If your hedgie stops eating, you will need to feed him yourself. Fatty Liver Disease can set in quickly after a few days of not eating and can kill your hedgie. It’s best to crush his regular food to a powder and soften it to feed in these cases. This way you can avoid too much of a stomach upset by feeding something he’s used to.
Common Health Issues
Description: Generally includes dry, flaky skin and scratching. Is sometimes mistaken for mites, but is usually caused by too many baths, poor diet, particulate bedding like shavings or paper products, or a very dry environment.
Treatment: You can buy flax seed, vitamin E, or olive oil capsules at grocery or health stores. Flax seed oil is highly recommended because it still allows the skin to breathe, and can be washed off. You can drip this directly on your hedgie’s skin in the bath, or add it to their food. Drizzling a few drops on the food once or twice a week, or even every night will help with the skin health and should show improvement in a few weeks. If the humidity in the room he’s in is very low, you might consider investing in a warm mist humidifier to keep the humidity up. And lastly, you can give your hedgie a bath and gently scrub some of the skin flakes off with a toothbrush. If your hedgie’s skin doesn’t clear up, you may want to go to your vet for a skin scrape to see if there isn’t an underlying problem.

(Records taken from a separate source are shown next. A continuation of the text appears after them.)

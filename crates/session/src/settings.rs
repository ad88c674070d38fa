//! Persisted user settings
//!
//! Calibration results, smoothing window, display preferences, and the
//! feature-filter bounds all live in one JSON document. Unknown or missing
//! keys fall back to defaults so older settings files keep loading after
//! upgrades. Saves are fire-and-forget from command handlers: callers log a
//! failure and move on, the hot path never blocks on persistence.

use std::fs;
use std::path::PathBuf;

use peaksight_core::layout::{LabelAnnotations, Units, DEFAULT_FOV_DEG, DEFAULT_VERTICAL_FOV_DEG};
use peaksight_core::orientation::smoothing::DEFAULT_HEADING_WINDOW;
use serde::{Deserialize, Serialize};

use crate::error::SessionError;

/// Position accuracy above which the UI shows a warning, meters.
pub const ACCURACY_WARNING_M: f32 = 200.0;

/// Unit system for distance/height annotations.
#[derive(Debug, Clone, Copy, PartialEq, Eq, Default, Serialize, Deserialize)]
#[serde(rename_all = "lowercase")]
pub enum UnitPreference {
    #[default]
    Metric,
    Imperial,
}

impl From<UnitPreference> for Units {
    fn from(pref: UnitPreference) -> Self {
        match pref {
            UnitPreference::Metric => Units::Metric,
            UnitPreference::Imperial => Units::Imperial,
        }
    }
}

/// All persisted configuration.
#[derive(Debug, Clone, PartialEq, Serialize, Deserialize)]
#[serde(default)]
pub struct Settings {
    pub fov_deg: f32,
    pub heading_bias_deg: f32,
    pub is_calibrated: bool,
    pub smoothing_window: usize,
    pub vertical_fov_deg: f32,
    pub text_size: f32,
    pub show_direction: bool,
    pub show_distance: bool,
    pub show_height: bool,
    pub units: UnitPreference,
    /// Feature-filter bounds
    pub min_height_m: f32,
    pub max_height_m: f32,
    pub min_distance_km: f32,
    pub max_distance_km: f32,
}

impl Default for Settings {
    fn default() -> Self {
        Self {
            fov_deg: DEFAULT_FOV_DEG,
            heading_bias_deg: 0.0,
            is_calibrated: false,
            smoothing_window: DEFAULT_HEADING_WINDOW,
            vertical_fov_deg: DEFAULT_VERTICAL_FOV_DEG,
            text_size: text_size_for_dpi(240.0),
            show_direction: false,
            show_distance: false,
            show_height: false,
            units: UnitPreference::Metric,
            min_height_m: 0.0,
            max_height_m: 9000.0,
            min_distance_km: 0.0,
            max_distance_km: 30.0,
        }
    }
}

impl Settings {
    /// Annotation flags for the layout engine.
    pub fn annotations(&self) -> LabelAnnotations {
        let mut flags = LabelAnnotations::empty();
        if self.show_direction {
            flags |= LabelAnnotations::DIRECTION;
        }
        if self.show_distance {
            flags |= LabelAnnotations::DISTANCE;
        }
        if self.show_height {
            flags |= LabelAnnotations::HEIGHT;
        }
        flags
    }
}

/// Default label text size for a screen density, stepped rather than scaled
/// so sizes match familiar type ramps.
pub fn text_size_for_dpi(dpi: f32) -> f32 {
    if dpi < 160.0 {
        15.0
    } else if dpi < 240.0 {
        25.0
    } else if dpi < 480.0 {
        40.0
    } else {
        50.0
    }
}

/// Settings persistence seam.
pub trait SettingsStore: Send {
    fn load(&self) -> Result<Settings, SessionError>;
    fn save(&self, settings: &Settings) -> Result<(), SessionError>;
}

/// JSON-file settings store. Writes to a sibling temp file then renames, so
/// a crash mid-write never leaves a truncated document behind.
pub struct JsonSettingsStore {
    path: PathBuf,
}

impl JsonSettingsStore {
    pub fn new(path: impl Into<PathBuf>) -> Self {
        Self { path: path.into() }
    }
}

impl SettingsStore for JsonSettingsStore {
    fn load(&self) -> Result<Settings, SessionError> {
        let raw = fs::read_to_string(&self.path)?;
        Ok(serde_json::from_str(&raw)?)
    }

    fn save(&self, settings: &Settings) -> Result<(), SessionError> {
        let raw = serde_json::to_string_pretty(settings)?;
        let tmp = self.path.with_extension("json.tmp");
        fs::write(&tmp, raw)?;
        fs::rename(&tmp, &self.path)?;
        Ok(())
    }
}

/// In-memory store for tests and headless use.
#[derive(Default)]
pub struct MemorySettingsStore {
    inner: std::sync::Mutex<Settings>,
}

impl MemorySettingsStore {
    pub fn new(settings: Settings) -> Self {
        Self {
            inner: std::sync::Mutex::new(settings),
        }
    }
}

impl SettingsStore for MemorySettingsStore {
    fn load(&self) -> Result<Settings, SessionError> {
        Ok(self.inner.lock().unwrap().clone())
    }

    fn save(&self, settings: &Settings) -> Result<(), SessionError> {
        *self.inner.lock().unwrap() = settings.clone();
        Ok(())
    }
}

#[cfg(test)]
mod tests {
    use super::*;

    #[test]
    fn test_defaults() {
        let s = Settings::default();
        assert!((s.fov_deg - 50.2).abs() < 0.001);
        assert_eq!(s.smoothing_window, 50);
        assert!(!s.is_calibrated);
        assert!(s.annotations().is_empty());
    }

    #[test]
    fn test_text_size_ladder() {
        assert_eq!(text_size_for_dpi(120.0), 15.0);
        assert_eq!(text_size_for_dpi(160.0), 25.0);
        assert_eq!(text_size_for_dpi(320.0), 40.0);
        assert_eq!(text_size_for_dpi(640.0), 50.0);
    }

    #[test]
    fn test_annotation_flags() {
        let mut s = Settings::default();
        s.show_distance = true;
        s.show_height = true;
        let flags = s.annotations();
        assert!(flags.contains(LabelAnnotations::DISTANCE));
        assert!(flags.contains(LabelAnnotations::HEIGHT));
        assert!(!flags.contains(LabelAnnotations::DIRECTION));
    }

    #[test]
    fn test_partial_document_fills_defaults() {
        let s: Settings = serde_json::from_str(r#"{"fov_deg": 61.5, "is_calibrated": true}"#)
            .unwrap();
        assert!((s.fov_deg - 61.5).abs() < 0.001);
        assert!(s.is_calibrated);
        assert_eq!(s.smoothing_window, 50);
    }

    #[test]
    fn test_json_store_round_trip() {
        let path = std::env::temp_dir().join(format!("peaksight-settings-{}.json", std::process::id()));
        let store = JsonSettingsStore::new(&path);
        let mut settings = Settings::default();
        settings.fov_deg = 48.7;
        settings.is_calibrated = true;
        settings.units = UnitPreference::Imperial;
        store.save(&settings).unwrap();
        let loaded = store.load().unwrap();
        assert_eq!(loaded, settings);
        let _ = std::fs::remove_file(&path);
    }

    #[test]
    fn test_load_missing_file_is_an_error() {
        let store = JsonSettingsStore::new("/nonexistent/peaksight.json");
        assert!(store.load().is_err());
    }
}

Description: Hedgehogs are very prone to getting sarcoptic mites, especially when kept on shavings. Many hedgehogs from pet stores come home with mites, and mites can be introduced through bags of shavings as well. Excessive scratching, large skin flakes, and orange crust around the base of the quills are all indicators of mites.
Treatment: You will have to go to your vet to get treatment for these parasites. Revolution is recommended as it is topical and is not too harmful if overdosed. Ivermectin is one medicine that many vets try to use, but try to avoid it if at all possible. It is a series of injections and is very easy to overdose. There have been many hedgehog deaths due to the use of Ivermectin. You may want to preventatively treat your other pets as well, in case the type of mite your hedgehog has can be passed on to their species.
Description: Sometimes hedgehogs will get a crusty buildup on the edges of their ears, or they can be tattered from mites, other parasites, or fungus.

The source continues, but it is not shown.